Sunday, March 15, 2009

Why We Make Mistakes


There are many books on 'behavioral economics', but Why We Make Mistakes by a journalist is a pretty good summary. Indeed, I was looking at Ariely's Predictably Irrational, and found this book much more succinct. Fun facts from the book:
  • There is a 1 in 1 million chance of finding a gun in an airport check
  • people don't remember names, as opposed to the jobs or families of a person
  • 80% of calls to a corporate help desk are for lost passwords
  • Simply changing pill colors from white to red and black makes them more distinctive
  • People recall their specific grades in school with an upward bias
  • Men report a median of 7 sex partners, women 4
  • 84% of doctors thought others were biased by self interest, whereas only 16% thought they were biased by self interest
  • The most common airplane accident is 'controlled flight into terrain', or flying a plane into the ground
  • When asked to pick a movie viewed later, more choose highbrow movies; choosing movies now we choose lowbrow movies
  • being first on the ballot adds about 3% to a candidates vote
  • As something becomes familiar, the more we tend to notice it less
  • We see things not as they are, but as they ought to be.
  • Experts make mistakes expecting patterns that aren't there.
  • Depressed people are realists, happy people are overconfident
  • People learn more from summaries than from reading entire chapters
  • A horse race handicapper does as well with 5 bits of information as having 10, 20, or 40, though his confidence increases with the number of information bits available
  • Hope impedes adaptation. Someone with a potentially reversible colonostemy is more unhappy after 1 year than someone with a 1 year irreversible colonostemy.
  • When you are trying to make judgments about complex systems, things that are easily observed are overweighted.
  • Money does not improve efficiency of large organizations (ie, giving everyone more money).
  • Money does increase the ability of individuals to withstand discomfort in tests.

4 comments:

Anonymous said...

Personally I am skeptical behavioral finance's results. Generally a lot of the experiments seem to discount the ability of the subjects to learn.

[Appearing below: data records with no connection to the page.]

//! サーバーからクライアントへの通知（ドメインイベント）
//!
//! ワイヤーフォーマットへの変換は Infrastructure 層（`dto::conversion`）が担当する。

use super::{
    entity::ChatMessage,
    value_object::{ConnectionId, RoomKey, Timestamp},
};

#[derive(Debug, Clone, PartialEq, Eq)]
pub enum Notification {
    /// join した本人にだけ送る履歴のリプレイ
    History {
        room_key: RoomKey,
        messages: Vec<ChatMessage>,
    },
    /// join した本人にだけ送る参加者一覧
    Presence {
        room_key: RoomKey,
        members: Vec<ConnectionId>,
    },
    /// 送信者以外の参加者へのブロードキャスト
    Message {
        room_key: RoomKey,
        message: ChatMessage,
    },
    /// 送信者本人への確定通知（クライアント側の楽観的表示との突き合わせ用）
    Ack {
        room_key: RoomKey,
        client_id: Option<String>,
        message: ChatMessage,
    },
    UserJoined {
        room_key: RoomKey,
        connection_id: ConnectionId,
        at: Timestamp,
    },
    UserLeft {
        room_key: RoomKey,
        connection_id: ConnectionId,
        at: Timestamp,
    },
    /// リクエストを拒否した接続にだけ送るエラー
    Error {
        message: String,
        client_id: Option<String>,
    },
}

impl Notification {
    /// ログ出力用のイベント名
    pub fn kind(&self) -> &'static str {
        match self {
            Self::History { .. } => "history",
            Self::Presence { .. } => "presence",
            Self::Message { .. } => "message",
            Self::Ack { .. } => "ack",
            Self::UserJoined { .. } => "userJoined",
            Self::UserLeft { .. } => "userLeft",
            Self::Error { .. } => "error",
        }
    }
}
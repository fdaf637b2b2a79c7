//! MessagePusher trait 定義
//!
//! ドメイン層が必要とする「クライアントへの通知」のインターフェース。
//! 具体的な実装（WebSocket）は Infrastructure 層が提供します（依存性の逆転）。

use async_trait::async_trait;
use tokio::sync::mpsc;

use super::{error::MessagePushError, notification::Notification, value_object::ConnectionId};

/// クライアントの送信タスクへつながるチャンネル（シリアライズ済みのフレームを流す）
pub type PusherChannel = mpsc::UnboundedSender<String>;

/// クライアントへの通知の抽象化
///
/// 送信は fire-and-forget。実装はソケットの I/O を待ってはならない。
#[cfg_attr(test, mockall::automock)]
#[async_trait]
pub trait MessagePusher: Send + Sync {
    /// クライアントの送信チャンネルを登録する
    ///
    /// 退避中（park）のバックログがあれば、登録したチャンネルへ順番通りに流し込む。
    async fn register_client(&self, connection_id: ConnectionId, sender: PusherChannel);

    /// 送信チャンネルを外し、以降の通知をバックログに退避する（回復ウィンドウ中）
    async fn park_client(&self, connection_id: &ConnectionId);

    /// クライアントの登録を解除する（バックログも破棄）
    async fn unregister_client(&self, connection_id: &ConnectionId);

    /// 特定のクライアントに通知する
    async fn push_to(
        &self,
        connection_id: &ConnectionId,
        notification: &Notification,
    ) -> Result<(), MessagePushError>;

    /// 複数のクライアントに通知する（一部の失敗は許容）
    async fn broadcast(
        &self,
        targets: Vec<ConnectionId>,
        notification: &Notification,
    ) -> Result<(), MessagePushError>;
}
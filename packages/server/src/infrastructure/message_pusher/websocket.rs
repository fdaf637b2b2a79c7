//! WebSocket を使った MessagePusher 実装
//!
//! ## 責務
//!
//! - 接続ごとの送信チャンネル（`PusherChannel`）の管理
//! - 通知のシリアライズ（`Notification` → `ServerEvent` → JSON）
//! - 回復ウィンドウ中の接続宛ての通知の退避（park）と、再開時の再送
//!
//! WebSocket の生成と書き込みは UI 層（`ui/handler/websocket.rs`）が行う。
//! ここはチャンネルに文字列を流すだけで、ソケットの I/O を待たない。

use std::collections::{HashMap, VecDeque};

use async_trait::async_trait;
use tokio::sync::Mutex;

use crate::{
    domain::{ConnectionId, MessagePushError, MessagePusher, Notification, PusherChannel},
    infrastructure::dto::websocket::ServerEvent,
};

/// 接続ごとの送信先
#[derive(Debug)]
enum Outlet {
    /// ソケットが生きている
    Live(PusherChannel),
    /// 回復ウィンドウ中。再開時に流すフレームを溜めておく
    Parked(VecDeque<String>),
}

pub struct WebSocketMessagePusher {
    clients: Mutex<HashMap<ConnectionId, Outlet>>,
    /// 1 接続あたりに退避できるフレーム数。超えたら古いものから捨てる
    max_parked_events: usize,
}

impl WebSocketMessagePusher {
    pub fn new(max_parked_events: usize) -> Self {
        Self {
            clients: Mutex::new(HashMap::new()),
            max_parked_events,
        }
    }

    fn encode(notification: &Notification) -> Result<String, MessagePushError> {
        serde_json::to_string(&ServerEvent::from(notification.clone()))
            .map_err(|e| MessagePushError::PushFailed(e.to_string()))
    }

    fn deliver(
        &self,
        connection_id: &ConnectionId,
        outlet: &mut Outlet,
        frame: String,
    ) -> Result<(), MessagePushError> {
        match outlet {
            Outlet::Live(sender) => sender
                .send(frame)
                .map_err(|e| MessagePushError::PushFailed(e.to_string())),
            Outlet::Parked(backlog) => {
                backlog.push_back(frame);
                if backlog.len() > self.max_parked_events {
                    backlog.pop_front();
                    tracing::warn!(
                        "Backlog of '{}' is full; dropped the oldest parked event",
                        connection_id
                    );
                }
                Ok(())
            }
        }
    }
}

#[async_trait]
impl MessagePusher for WebSocketMessagePusher {
    async fn register_client(&self, connection_id: ConnectionId, sender: PusherChannel) {
        let mut clients = self.clients.lock().await;
        if let Some(Outlet::Parked(backlog)) = clients.remove(&connection_id) {
            tracing::debug!(
                "Flushing {} parked event(s) to '{}'",
                backlog.len(),
                connection_id
            );
            for frame in backlog {
                if let Err(e) = sender.send(frame) {
                    tracing::warn!("Failed to flush backlog to '{}': {}", connection_id, e);
                    break;
                }
            }
        }
        tracing::debug!("Client '{}' registered to MessagePusher", connection_id);
        clients.insert(connection_id, Outlet::Live(sender));
    }

    async fn park_client(&self, connection_id: &ConnectionId) {
        let mut clients = self.clients.lock().await;
        if let Some(outlet) = clients.get_mut(connection_id)
            && matches!(outlet, Outlet::Live(_))
        {
            *outlet = Outlet::Parked(VecDeque::new());
            tracing::debug!("Client '{}' parked in MessagePusher", connection_id);
        }
    }

    async fn unregister_client(&self, connection_id: &ConnectionId) {
        let mut clients = self.clients.lock().await;
        clients.remove(connection_id);
        tracing::debug!("Client '{}' unregistered from MessagePusher", connection_id);
    }

    async fn push_to(
        &self,
        connection_id: &ConnectionId,
        notification: &Notification,
    ) -> Result<(), MessagePushError> {
        let frame = Self::encode(notification)?;
        let mut clients = self.clients.lock().await;

        match clients.get_mut(connection_id) {
            Some(outlet) => {
                self.deliver(connection_id, outlet, frame)?;
                tracing::debug!("Pushed '{}' to '{}'", notification.kind(), connection_id);
                Ok(())
            }
            None => Err(MessagePushError::ClientNotFound(connection_id.to_string())),
        }
    }

    async fn broadcast(
        &self,
        targets: Vec<ConnectionId>,
        notification: &Notification,
    ) -> Result<(), MessagePushError> {
        let frame = Self::encode(notification)?;
        let mut clients = self.clients.lock().await;

        for target in targets {
            match clients.get_mut(&target) {
                // ブロードキャストでは一部の送信失敗を許容
                Some(outlet) => {
                    if let Err(e) = self.deliver(&target, outlet, frame.clone()) {
                        tracing::warn!(
                            "Failed to push '{}' to '{}': {}",
                            notification.kind(),
                            target,
                            e
                        );
                    }
                }
                None => {
                    tracing::warn!("Client '{}' not found during broadcast, skipping", target);
                }
            }
        }

        Ok(())
    }
}

#[cfg(test)]
mod tests {
    use super::*;
    use crate::domain::{RoomKey, Timestamp};
    use serde_json::Value;
    use tokio::sync::mpsc;

    // ========================================
    // テスト作業記録
    // ========================================
    // 【何をテストするか】
    // - push_to / broadcast が JSON フレームをチャンネルに流すこと
    // - 存在しないクライアントの扱い（push_to はエラー、broadcast はスキップ）
    // - park 中の通知の退避と、再登録時の順番通りの再送
    // - 退避数の上限（古いものから捨てる）
    // ========================================

    fn id(value: &str) -> ConnectionId {
        ConnectionId::new(value.to_string()).unwrap()
    }

    fn user_left(who: &str, at: i64) -> Notification {
        Notification::UserLeft {
            room_key: RoomKey::or_default(Some("study-1")),
            connection_id: id(who),
            at: Timestamp::new(at),
        }
    }

    fn error(message: &str) -> Notification {
        Notification::Error {
            message: message.to_string(),
            client_id: None,
        }
    }

    fn parse(frame: Option<String>) -> Value {
        serde_json::from_str(&frame.unwrap()).unwrap()
    }

    #[tokio::test]
    async fn test_push_to_success() {
        // テスト項目: 特定のクライアントに JSON フレームを送信できる
        // given (前提条件):
        let pusher = WebSocketMessagePusher::new(8);
        let (tx, mut rx) = mpsc::unbounded_channel();
        pusher.register_client(id("alice"), tx).await;

        // when (操作):
        let result = pusher.push_to(&id("alice"), &error("boom")).await;

        // then (期待する結果):
        assert!(result.is_ok());
        let frame = parse(rx.recv().await);
        assert_eq!(frame["type"], "error");
        assert_eq!(frame["message"], "boom");
    }

    #[tokio::test]
    async fn test_push_to_client_not_found() {
        // テスト項目: 存在しないクライアントへの送信はエラーを返す
        // given (前提条件):
        let pusher = WebSocketMessagePusher::new(8);

        // when (操作):
        let result = pusher.push_to(&id("nonexistent"), &error("boom")).await;

        // then (期待する結果):
        assert!(matches!(result, Err(MessagePushError::ClientNotFound(_))));
    }

    #[tokio::test]
    async fn test_broadcast_partial_failure() {
        // テスト項目: ブロードキャスト時、一部のクライアントが存在しなくても成功する
        // given (前提条件):
        let pusher = WebSocketMessagePusher::new(8);
        let (tx1, mut rx1) = mpsc::unbounded_channel();
        let (tx2, rx2) = mpsc::unbounded_channel();
        pusher.register_client(id("alice"), tx1).await;
        pusher.register_client(id("bob"), tx2).await;
        drop(rx2);

        // when (操作):
        let targets = vec![id("alice"), id("bob"), id("nonexistent")];
        let result = pusher.broadcast(targets, &user_left("carol", 0)).await;

        // then (期待する結果):
        assert!(result.is_ok());
        let frame = parse(rx1.recv().await);
        assert_eq!(frame["type"], "userLeft");
        assert_eq!(frame["connectionId"], "carol");
    }

    #[tokio::test]
    async fn test_parked_events_are_flushed_in_order_on_register() {
        // テスト項目: park 中の通知は退避され、再登録時に順番通りに流される
        // given (前提条件):
        let pusher = WebSocketMessagePusher::new(8);
        let (old_tx, _old_rx) = mpsc::unbounded_channel();
        pusher.register_client(id("bob"), old_tx).await;
        pusher.park_client(&id("bob")).await;

        // when (操作):
        for n in 0..3 {
            pusher.push_to(&id("bob"), &user_left("x", n)).await.unwrap();
        }
        let (new_tx, mut new_rx) = mpsc::unbounded_channel();
        pusher.register_client(id("bob"), new_tx).await;
        pusher.push_to(&id("bob"), &error("after resume")).await.unwrap();

        // then (期待する結果):
        for n in 0..3 {
            let frame = parse(new_rx.recv().await);
            assert_eq!(frame["timestamp"], Timestamp::new(n).to_rfc3339());
        }
        assert_eq!(parse(new_rx.recv().await)["message"], "after resume");
    }

    #[tokio::test]
    async fn test_parked_backlog_drops_oldest_when_full() {
        // テスト項目: 退避数が上限を超えると古いものから捨てられる
        // given (前提条件):
        let pusher = WebSocketMessagePusher::new(2);
        let (tx, _rx) = mpsc::unbounded_channel();
        pusher.register_client(id("bob"), tx).await;
        pusher.park_client(&id("bob")).await;

        // when (操作):
        for n in 0..3 {
            pusher.push_to(&id("bob"), &user_left("x", n)).await.unwrap();
        }
        let (new_tx, mut new_rx) = mpsc::unbounded_channel();
        pusher.register_client(id("bob"), new_tx).await;

        // then (期待する結果):
        assert_eq!(parse(new_rx.recv().await)["timestamp"], Timestamp::new(1).to_rfc3339());
        assert_eq!(parse(new_rx.recv().await)["timestamp"], Timestamp::new(2).to_rfc3339());
        assert!(new_rx.try_recv().is_err());
    }

    #[tokio::test]
    async fn test_unregister_discards_backlog() {
        // テスト項目: 登録解除後は送信先が無くなり、退避していた通知も破棄される
        // given (前提条件):
        let pusher = WebSocketMessagePusher::new(8);
        let (tx, _rx) = mpsc::unbounded_channel();
        pusher.register_client(id("bob"), tx).await;
        pusher.park_client(&id("bob")).await;
        pusher.push_to(&id("bob"), &error("lost")).await.unwrap();

        // when (操作):
        pusher.unregister_client(&id("bob")).await;
        let (new_tx, mut new_rx) = mpsc::unbounded_channel();
        pusher.register_client(id("bob"), new_tx).await;

        // then (期待する結果):
        assert!(new_rx.try_recv().is_err());
    }
}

Take for instance the overconfidence claim relating to driving ability. If most people haven't been in a serious accident, why shouldn't they have high expectations of their ability? I think its a straight forward exercise in Bayesian learning. This is a good paper disputing the "Wobegon paradox."

Anonymous said...

Men report a median of 7 sex partners, women 4

This is easily explained: women prefer promiscuous hunks to monogamous average guys. Thus some men have many partners, and plenty of men have no partners. Only the most disfigured of women is going to end up with no sex partner.

Dangerhorse said...

Randian has it backwards. The data could be explained by a small number of promiscuous women and a larger number of chaste women, in contrast with a population of men whose distribution of partners has lower variance.

Anyhow, the point remains: this one is not necessarily a mistake on anyone's part.

David Foster said...

Most of the controlled flight into terrain accidents are in instrument conditions--the ground being flown into cannot be seen--so not as totally dumb as it may sound.